By Alan Scher Zaiger
Associated Press
JOPLIN, Mo. — Joplin began a day of solemn remembrance Tuesday with a sunrise service to honor the hospital staff, emergency workers and other survivors who sprang into action when one of the deadliest tornados in U.S. history carved through the city exactly one year ago.
Gov. Jay Nixon told those at the Freeman Hospital service that Tuesday’s tranquil dawn reflected the sense of renewal and hope in Joplin since the May 22, 2011, tornado that killed 161 people and injured hundreds of others.
“Scripture tells us that the path of the righteous is like the first gleam of dawn, shining ever brighter till the full light of day,” Nixon said.
The hospital has seen a surge in use because the tornado destroyed St. John’s Regional Medical Center, which has since occupied a succession of temporary facilities but is being rebuilt at a new location - and renamed as Mercy Hospital Joplin.
The twister was the nation’s deadliest in six decades, and it damaged thousands of buildings, including the city’s only public high school. Groundbreaking ceremonies are scheduled at three sites for replacement buildings, including Joplin High School’s future home.
A 4-mile unity walk through some of the city’s hardest hit neighborhoods begins at 2 p.m. in neighboring Duquesne, where more than one-fourth of the community’s 750 homes were destroyed and nine people died. The Joplin portion of the walk begins past a Wal-Mart where 200 people survived the storm by huddling together in employee break rooms, bathrooms and other designated safe zones. Three people, though, were killed inside that store.
The walk will conclude with a moment of silence at Cunningham Park at 5:41 p.m., the precise time when the EF-5 tornado packing 200 mph winds hit Joplin. The city park, which is across the street from the hulking remains of the St. John’s hospital, has since been rebuilt.
Malichi Murdock, 17, was on stage at a community theater when the tornado hit. He was hit in the head by debris, and he doesn’t remember anything from that night.
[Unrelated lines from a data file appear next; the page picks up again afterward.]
use thiserror::Error;

#[derive(Error, Debug, Clone)]
pub enum TransportError {
    #[error("connection failed: {0}")]
    ConnectionFailed(String),
    #[error("publish failed: {0}")]
    PublishFailed(String),
    #[error("subscribe failed: {0}")]
    SubscribeFailed(String),
    #[error("declare failed: {0}")]
    DeclareFailed(String),
    #[error("ack failed: {0}")]
    AckFailed(String),
    #[error("connection closed")]
    Closed,
}

impl TransportError {
    /// Broker-level rejections (as opposed to transport/auth failures)
    pub fn is_protocol(&self) -> bool {
        matches!(
            self,
            TransportError::PublishFailed(_)
                | TransportError::DeclareFailed(_)
                | TransportError::SubscribeFailed(_)
        )
    }
}

#[derive(Error, Debug)]
pub enum RetryError {
    #[error("gave up on {target} after {attempts} attempts: {last_error}")]
    Exhausted {
        target: String,
        attempts: u32,
        last_error: String,
    },
    #[error("connect to {0} cancelled by shutdown")]
    Cancelled(String),
}
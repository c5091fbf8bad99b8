//! In-memory implementations for testing
pub mod transport;

pub use transport::{
    topic_matches, InMemoryBroker, InMemoryConnector, InMemoryTransport, PublishedMessage,
};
His face was so badly damaged that his parents initially didn’t recognize him when they saw him at Freeman six hours later.
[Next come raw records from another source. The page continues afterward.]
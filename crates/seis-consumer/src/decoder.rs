//! Message body -> channel metadata + samples

use tracing::debug;

use seis_mseed::{decode_record, DecodeError, Nslc, Samples, SourceId};

/// One record ready for loading
#[derive(Debug, Clone)]
pub struct DecodedRecord {
    pub sid: SourceId,
    pub nslc: Nslc,
    /// Nanoseconds since the Unix epoch
    pub start_time_ns: i64,
    /// `None` when the record declares no rate (loaded as NULL)
    pub sample_rate: Option<f64>,
    pub samples: Samples,
}

impl DecodedRecord {
    pub fn len(&self) -> usize {
        self.samples.len()
    }

    pub fn is_empty(&self) -> bool {
        self.samples.is_empty()
    }

    /// `start + idx * (1e9 / rate)` nanoseconds, `None` past the i64 range
    pub fn timestamp_ns(&self, idx: usize) -> Option<i64> {
        let Some(rate) = self.sample_rate else {
            return Some(self.start_time_ns);
        };
        let offset = idx as f64 * (1e9 / rate);
        if !offset.is_finite() || offset >= i64::MAX as f64 || offset < i64::MIN as f64 {
            return None;
        }
        self.start_time_ns.checked_add(offset as i64)
    }

    pub fn value(&self, idx: usize) -> Option<f64> {
        match &self.samples {
            Samples::Int(v) => v.get(idx).map(|&s| f64::from(s)),
            Samples::Float(v) => v.get(idx).map(|&s| f64::from(s)),
            Samples::Double(v) => v.get(idx).copied(),
        }
    }
}

#[derive(Debug, Default, Clone, Copy)]
pub struct RecordDecoder;

impl RecordDecoder {
    pub fn new() -> Self {
        Self
    }

    /// Parse, CRC-check and unpack one miniSEED record
    pub fn decode(&self, body: &[u8]) -> Result<DecodedRecord, DecodeError> {
        let record = decode_record(body)?;

        // Catches NaN as well as non-positive rates
        let valid_rate = record.sample_rate > 0.0;
        if !record.samples.is_empty() && !valid_rate {
            return Err(DecodeError::InvalidSampleRate(record.sample_rate));
        }

        debug!(
            sid = %record.sid,
            version = record.format_version,
            samples = record.samples.len(),
            sample_type = record.samples.type_name(),
            rate = record.sample_rate,
            "Decoded record"
        );

        Ok(DecodedRecord {
            sid: record.sid,
            nslc: record.nslc,
            start_time_ns: record.start_time_ns,
            sample_rate: valid_rate.then_some(record.sample_rate),
            samples: record.samples,
        })
    }
}

#[cfg(test)]
mod tests {
    use super::*;
    use crate::testing::{ints, v3_record, v3_record_with_count, T0_NS};
    use seis_mseed::crc::crc32c;

    #[test]
    fn test_decode_int_record() {
        let rec = v3_record("FDSN:IU_COLA_00_B_H_Z", 3, 100.0, &ints(&[1, -2, 3]));
        let decoded = RecordDecoder::new().decode(&rec).unwrap();

        assert_eq!(decoded.nslc.net, "IU");
        assert_eq!(decoded.nslc.sta, "COLA");
        assert_eq!(decoded.nslc.loc, "00");
        assert_eq!(decoded.nslc.chan, "BHZ");
        assert_eq!(decoded.start_time_ns, T0_NS);
        assert_eq!(decoded.sample_rate, Some(100.0));
        assert_eq!(decoded.len(), 3);
        assert_eq!(decoded.value(1), Some(-2.0));
        assert_eq!(decoded.value(3), None);
    }

    #[test]
    fn test_timestamps_spaced_by_rate() {
        let rec = v3_record("FDSN:IU_COLA_00_B_H_Z", 3, 100.0, &ints(&[0, 0, 0]));
        let decoded = RecordDecoder::new().decode(&rec).unwrap();

        assert_eq!(decoded.timestamp_ns(0), Some(T0_NS));
        assert_eq!(decoded.timestamp_ns(1), Some(T0_NS + 10_000_000));
        assert_eq!(decoded.timestamp_ns(2), Some(T0_NS + 20_000_000));
    }

    #[test]
    fn test_timestamp_past_range_is_none() {
        let rec = v3_record("FDSN:IU_COLA_00_B_H_Z", 3, 1e-12, &ints(&[0, 0]));
        let decoded = RecordDecoder::new().decode(&rec).unwrap();

        assert_eq!(decoded.timestamp_ns(0), Some(T0_NS));
        assert_eq!(decoded.timestamp_ns(1), None);
    }

    #[test]
    fn test_hostile_headers_are_parse_errors() {
        let steim = v3_record_with_count("FDSN:IU_COLA_00_B_H_Z", 10, 1.0, u32::MAX, &[0u8; 64]);
        assert!(matches!(
            RecordDecoder::new().decode(&steim),
            Err(DecodeError::Parse(_))
        ));

        let mut far_future = v3_record("FDSN:IU_COLA_00_B_H_Z", 3, 1.0, &ints(&[1]));
        far_future[8..10].copy_from_slice(&3000u16.to_le_bytes());
        far_future[28..32].fill(0);
        let crc = crc32c(&far_future);
        far_future[28..32].copy_from_slice(&crc.to_le_bytes());
        assert!(matches!(
            RecordDecoder::new().decode(&far_future),
            Err(DecodeError::Parse(_))
        ));
    }

    #[test]
    fn test_invalid_sample_rate() {
        let rec = v3_record("FDSN:IU_COLA_00_B_H_Z", 3, 0.0, &ints(&[5]));
        assert!(matches!(
            RecordDecoder::new().decode(&rec),
            Err(DecodeError::InvalidSampleRate(r)) if r == 0.0
        ));
    }

    #[test]
    fn test_zero_samples_without_rate() {
        let rec = v3_record("FDSN:IU_COLA_00_L_O_G", 0, 0.0, &[]);
        let decoded = RecordDecoder::new().decode(&rec).unwrap();
        assert!(decoded.is_empty());
        assert_eq!(decoded.sample_rate, None);
    }

    #[test]
    fn test_text_encoding_unsupported() {
        let rec = v3_record_with_count("FDSN:IU_COLA_00_L_O_G", 0, 0.0, 8, b"log text");
        assert!(matches!(
            RecordDecoder::new().decode(&rec),
            Err(DecodeError::UnsupportedSampleType(0))
        ));
    }

    #[test]
    fn test_garbage_is_parse_error() {
        assert!(RecordDecoder::new().decode(b"not a record").is_err());
    }
}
“It was like a war zone” at the hospital, said Susan Murdock, Malachi’s mother. “The smell of blood, people everywhere.”
Three people inside the Stained Glass Theater died, including the play’s director.
While many of Tuesday’s events will reflect upon the past year, community leaders are also looking ahead toward what is bound to be a long recovery effort.
In January, elected officials and other members of a 45-person recovery committee endorsed a long-term recovery plan that calls for the creation of four new business districts that would allow residents to live and shop nearby and a unified approach to rebuilding that ensures new construction meets certain design standards.
In March, the city hired Wallace Bajjali Development Partners, of Sugar Land, Texas, as its “master developer” to oversee the rebuilding plan.
The day’s events are also expected to attract some of the more than 130,000 volunteers who descended on southwest Missouri from across the country to help out. That group includes a contingent of bicyclists who left New York City’s Central Park nearly three weeks ago on a Cycle for Joplin fundraising ride organized by a group of former Joplin residents known as the Joplin Expats.